**Exercise requirements:** Of the lines listed below, return exactly those that run from the line containing "pub mod types;" through the line containing "Event log ──────────────────────────────────────────────", both included.

____ Source material

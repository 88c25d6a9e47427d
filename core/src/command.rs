use crate::{
    config::MinerTier,
    deposit::PaymentMethod,
    game_session::StakeStep,
    types::{GameId, Millis},
};
use serde::{Deserialize, Serialize};

/// Everything a view can ask the engine to do.
/// Variants are only ever appended, never removed or reordered.
#[derive(Debug, Clone, Serialize, Deserialize)]
#[serde(tag = "cmd", rename_all = "snake_case")]
pub enum PlayerCommand {
    // ── Identity ──────────────────────────────────
    Login { name: String },
    Logout,
    DismissLoginPrompt,

    // ── Wallet ────────────────────────────────────
    ClaimBonus,
    /// `amount` is the raw text typed into the form.
    Deposit { amount: String, method: Option<PaymentMethod> },

    // ── Game views ────────────────────────────────
    EnterGame { game: GameId },
    LeaveGame,
    SetStake { amount: f64 },
    StepStake { direction: StakeStep },
    SetTier { tier: MinerTier },

    // ── Rounds ────────────────────────────────────
    Confirm,
    Reveal { cell: usize },
    CashOut,

    // ── Clock ─────────────────────────────────────
    Advance { ms: Millis },
}
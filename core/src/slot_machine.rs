//! Slot machine: three reels, one payline.
//!
//! The whole spin is drawn at commit time: a win flag (fixed
//! probability) forces all reels to one symbol, otherwise each reel
//! draws independently and may still match by chance. Reels then stop
//! one by one on timers; the round settles shortly after the last stop.

use crate::{
    config::SlotMachineConfig,
    event::CasinoEvent,
    resolver::{Action, OutcomeResolver, Progress, Scheduled, Wakeup},
    rng::GameRng,
    snapshot::GameView,
    types::{Credits, GameId},
};

pub const REELS: usize = 3;

pub struct SlotMachine {
    config:   SlotMachineConfig,
    results:  [usize; REELS],
    revealed: [bool; REELS],
    spinning: [bool; REELS],
    settled:  bool,
}

impl SlotMachine {
    pub fn new(config: SlotMachineConfig) -> Self {
        Self {
            config,
            results:  [0; REELS],
            revealed: [false; REELS],
            spinning: [false; REELS],
            settled:  false,
        }
    }

    /// Symbol indices drawn for the current or last spin.
    pub fn results(&self) -> [usize; REELS] {
        self.results
    }

    fn draw(&mut self, rng: &mut GameRng) -> [usize; REELS] {
        let n = self.config.symbols.len();
        if rng.chance(self.config.win_probability) {
            let forced = rng.below(n);
            [forced; REELS]
        } else {
            [rng.below(n), rng.below(n), rng.below(n)]
        }
    }

    /// Payline multiplier, or `None` when the reels do not all match.
    pub fn line_multiplier(&self, results: &[usize; REELS]) -> Option<f64> {
        let first = results[0];
        results
            .iter()
            .all(|&s| s == first)
            .then(|| self.config.symbols[first].multiplier)
    }
}

impl OutcomeResolver for SlotMachine {
    fn game(&self) -> GameId {
        GameId::SlotMachine
    }

    fn start(&mut self, _stake: Credits, rng: &mut GameRng) -> Progress {
        self.results = self.draw(rng);
        self.revealed = [false; REELS];
        self.spinning = [true; REELS];
        self.settled = false;

        let mut order = [0usize, 1, 2];
        rng.shuffle(&mut order);

        let mut schedule = Vec::with_capacity(REELS + 1);
        let mut last_stop = 0;
        for reel in order {
            let delay = rng.range_u64(self.config.reveal_delay_min_ms, self.config.reveal_delay_max_ms);
            last_stop = last_stop.max(delay);
            schedule.push(Scheduled { delay, wakeup: Wakeup::RevealReel(reel) });
        }
        schedule.push(Scheduled {
            delay:  last_stop + self.config.settle_delay_ms,
            wakeup: Wakeup::SettleReels,
        });

        log::debug!("slot: spin drawn {:?}", self.results);
        Progress::Continue { events: Vec::new(), schedule }
    }

    fn on_wakeup(&mut self, wakeup: Wakeup) -> Progress {
        match wakeup {
            Wakeup::RevealReel(reel) if reel < REELS && !self.revealed[reel] => {
                self.revealed[reel] = true;
                self.spinning[reel] = false;
                let symbol = self.config.symbols[self.results[reel]].id.clone();
                Progress::Continue {
                    events:   vec![CasinoEvent::ReelRevealed { reel, symbol }],
                    schedule: Vec::new(),
                }
            }
            Wakeup::SettleReels if !self.settled => {
                // Any reel still spinning stops now.
                self.revealed = [true; REELS];
                self.spinning = [false; REELS];
                self.settled = true;
                Progress::Settled { events: Vec::new() }
            }
            _ => Progress::Ignored,
        }
    }

    fn on_action(&mut self, _action: Action) -> Progress {
        Progress::Ignored
    }

    fn resolve(&mut self, stake: Credits) -> Credits {
        self.line_multiplier(&self.results)
            .map_or(0.0, |multiplier| stake * multiplier)
    }

    fn view(&self) -> GameView {
        let reel = |i: usize| {
            self.revealed[i].then(|| self.config.symbols[self.results[i]].id.clone())
        };
        GameView::SlotMachine {
            reels:    [reel(0), reel(1), reel(2)],
            spinning: self.spinning,
        }
    }
}
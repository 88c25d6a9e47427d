pub mod clock;
pub mod command;
pub mod config;
pub mod currency;
pub mod deposit;
pub mod engine;
pub mod error;
pub mod event;
pub mod game_session;
pub mod ledger;
pub mod miner_game;
pub mod resolver;
pub mod rng;
pub mod rocket_game;
pub mod slot_machine;
pub mod snapshot;
pub mod stats;
pub mod store;
pub mod types;
pub mod user;
//! Brazilian real formatting: `R$ 1.234,56`.

pub fn format_brl(value: f64) -> String {
    let sign = if value < 0.0 { "-" } else { "" };
    let cents = (value.abs() * 100.0).round() as u64;
    let whole = (cents / 100).to_string();

    let mut grouped = String::with_capacity(whole.len() + whole.len() / 3);
    for (i, ch) in whole.chars().enumerate() {
        if i > 0 && (whole.len() - i) % 3 == 0 {
            grouped.push('.');
        }
        grouped.push(ch);
    }

    format!("{sign}R$ {grouped},{:02}", cents % 100)
}

#[cfg(test)]
mod tests {
    use super::*;

    #[test]
    fn groups_thousands_with_dots() {
        assert_eq!(format_brl(1_500_000.0), "R$ 1.500.000,00");
        assert_eq!(format_brl(1234.5), "R$ 1.234,50");
        assert_eq!(format_brl(999.999), "R$ 1.000,00");
    }

    #[test]
    fn small_and_negative_amounts() {
        assert_eq!(format_brl(0.25), "R$ 0,25");
        assert_eq!(format_brl(0.0), "R$ 0,00");
        assert_eq!(format_brl(-12.3), "-R$ 12,30");
    }
}
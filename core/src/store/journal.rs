//! Store methods for the play session and its event journal.

use super::CasinoStore;
use crate::{error::CasinoResult, event::EventLogEntry};
use rusqlite::params;

impl CasinoStore {
    // ── Play session ───────────────────────────────────────────

    pub fn insert_play_session(&self, session_id: &str, seed: u64, version: &str) -> CasinoResult<()> {
        self.conn.execute(
            "INSERT OR IGNORE INTO play_session (session_id, seed, version, started_at)
             VALUES (?1, ?2, ?3, ?4)",
            params![session_id, seed as i64, version, chrono::Utc::now().timestamp_millis()],
        )?;
        Ok(())
    }

    // ── Event log ──────────────────────────────────────────────

    pub fn append_event(&self, entry: &EventLogEntry) -> CasinoResult<()> {
        self.conn.execute(
            "INSERT INTO event_log (session_id, at_ms, round_id, source, event_type, payload, created_at)
             VALUES (?1, ?2, ?3, ?4, ?5, ?6, ?7)",
            params![
                entry.session_id,
                entry.at as i64,
                entry.round_id,
                entry.source,
                entry.event_type,
                entry.payload,
                chrono::Utc::now().timestamp_millis(),
            ],
        )?;
        Ok(())
    }

    pub fn events_for_session(&self, session_id: &str) -> CasinoResult<Vec<EventLogEntry>> {
        let mut stmt = self.conn.prepare(
            "SELECT id, session_id, at_ms, round_id, source, event_type, payload
             FROM event_log WHERE session_id = ?1
             ORDER BY id ASC",
        )?;
        let entries = stmt
            .query_map(params![session_id], |row| {
                Ok(EventLogEntry {
                    id: Some(row.get(0)?),
                    session_id: row.get(1)?,
                    at: row.get::<_, i64>(2)? as u64,
                    round_id: row.get(3)?,
                    source: row.get(4)?,
                    event_type: row.get(5)?,
                    payload: row.get(6)?,
                })
            })?
            .collect::<Result<Vec<_>, _>>()?;
        Ok(entries)
    }

    /// Number of journal rows of one type (for tests and summaries).
    pub fn event_count(&self, session_id: &str, event_type: &str) -> CasinoResult<i64> {
        let count: i64 = self.conn.query_row(
            "SELECT COUNT(*) FROM event_log WHERE session_id = ?1 AND event_type = ?2",
            params![session_id, event_type],
            |row| row.get(0),
        )?;
        Ok(count)
    }
}
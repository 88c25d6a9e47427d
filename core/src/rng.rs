//! Seeded random number generation for the game tables.
//!
//! RULE: No game draws from a platform RNG directly.
//! All randomness flows through GameRng streams derived from the
//! single master seed stored on the play_session record.
//!
//! Each game gets its own stream, seeded from
//! (master_seed XOR stream_index * golden ratio). This means:
//!   - Playing one game never shifts another game's draws.
//!   - A whole session replays identically from its seed.

use crate::types::GameId;
use rand::{RngCore, SeedableRng};
use rand_pcg::Pcg64Mcg;
use std::collections::HashMap;

/// A named, deterministic RNG for a single game.
pub struct GameRng {
    pub name: &'static str,
    inner: Pcg64Mcg,
}

impl GameRng {
    pub fn new(master_seed: u64, stream_index: u64) -> Self {
        let derived_seed = master_seed ^ (stream_index.wrapping_mul(0x9e37_79b9_7f4a_7c15));
        Self {
            name: "unnamed",
            inner: Pcg64Mcg::seed_from_u64(derived_seed),
        }
    }

    pub fn with_name(mut self, name: &'static str) -> Self {
        self.name = name;
        self
    }

    /// Roll a float in [0.0, 1.0).
    pub fn next_f64(&mut self) -> f64 {
        let bits = self.inner.next_u64();
        (bits >> 11) as f64 * (1.0 / (1u64 << 53) as f64)
    }

    /// Roll a usize in [0, n).
    pub fn below(&mut self, n: usize) -> usize {
        assert!(n > 0, "n must be > 0");
        (self.inner.next_u64() % n as u64) as usize
    }

    /// Roll a u64 in [lo, hi). Returns `lo` when the range is empty.
    pub fn range_u64(&mut self, lo: u64, hi: u64) -> u64 {
        if hi <= lo {
            return lo;
        }
        lo + self.inner.next_u64() % (hi - lo)
    }

    /// Bernoulli trial: returns true with probability p.
    pub fn chance(&mut self, p: f64) -> bool {
        self.next_f64() < p
    }

    /// Fisher–Yates shuffle in place.
    pub fn shuffle<T>(&mut self, items: &mut [T]) {
        for i in (1..items.len()).rev() {
            let j = self.below(i + 1);
            items.swap(i, j);
        }
    }
}

/// All game RNG streams for a single session.
/// Streams are created lazily and live as long as the bank, so leaving
/// and re-entering a game continues its stream instead of replaying it.
pub struct RngBank {
    master_seed: u64,
    streams: HashMap<GameId, GameRng>,
}

impl RngBank {
    pub fn new(master_seed: u64) -> Self {
        Self { master_seed, streams: HashMap::new() }
    }

    pub fn master_seed(&self) -> u64 {
        self.master_seed
    }

    pub fn for_game(&mut self, game: GameId) -> &mut GameRng {
        let seed = self.master_seed;
        self.streams.entry(game).or_insert_with(|| {
            GameRng::new(seed, game.stream_index()).with_name(game.as_str())
        })
    }
}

________

**Solution to this task:**
pub mod types;
pub mod user;
//! Brazilian real formatting: `R$ 1.234,56`.

pub fn format_brl(value: f64) -> String {
    let sign = if value < 0.0 { "-" } else { "" };
    let cents = (value.abs() * 100.0).round() as u64;
    let whole = (cents / 100).to_string();

    let mut grouped = String::with_capacity(whole.len() + whole.len() / 3);
    for (i, ch) in whole.chars().enumerate() {
        if i > 0 && (whole.len() - i) % 3 == 0 {
            grouped.push('.');
        }
        grouped.push(ch);
    }

    format!("{sign}R$ {grouped},{:02}", cents % 100)
}

#[cfg(test)]
mod tests {
    use super::*;

    #[test]
    fn groups_thousands_with_dots() {
        assert_eq!(format_brl(1_500_000.0), "R$ 1.500.000,00");
        assert_eq!(format_brl(1234.5), "R$ 1.234,50");
        assert_eq!(format_brl(999.999), "R$ 1.000,00");
    }

    #[test]
    fn small_and_negative_amounts() {
        assert_eq!(format_brl(0.25), "R$ 0,25");
        assert_eq!(format_brl(0.0), "R$ 0,00");
        assert_eq!(format_brl(-12.3), "-R$ 12,30");
    }
}
filename core/src/store/journal.rs
//! Store methods for the play session and its event journal.

use super::CasinoStore;
use crate::{error::CasinoResult, event::EventLogEntry};
use rusqlite::params;

impl CasinoStore {
    // ── Play session ───────────────────────────────────────────

    pub fn insert_play_session(&self, session_id: &str, seed: u64, version: &str) -> CasinoResult<()> {
        self.conn.execute(
            "INSERT OR IGNORE INTO play_session (session_id, seed, version, started_at)
             VALUES (?1, ?2, ?3, ?4)",
            params![session_id, seed as i64, version, chrono::Utc::now().timestamp_millis()],
        )?;
        Ok(())
    }

    // ── Event log ──────────────────────────────────────────────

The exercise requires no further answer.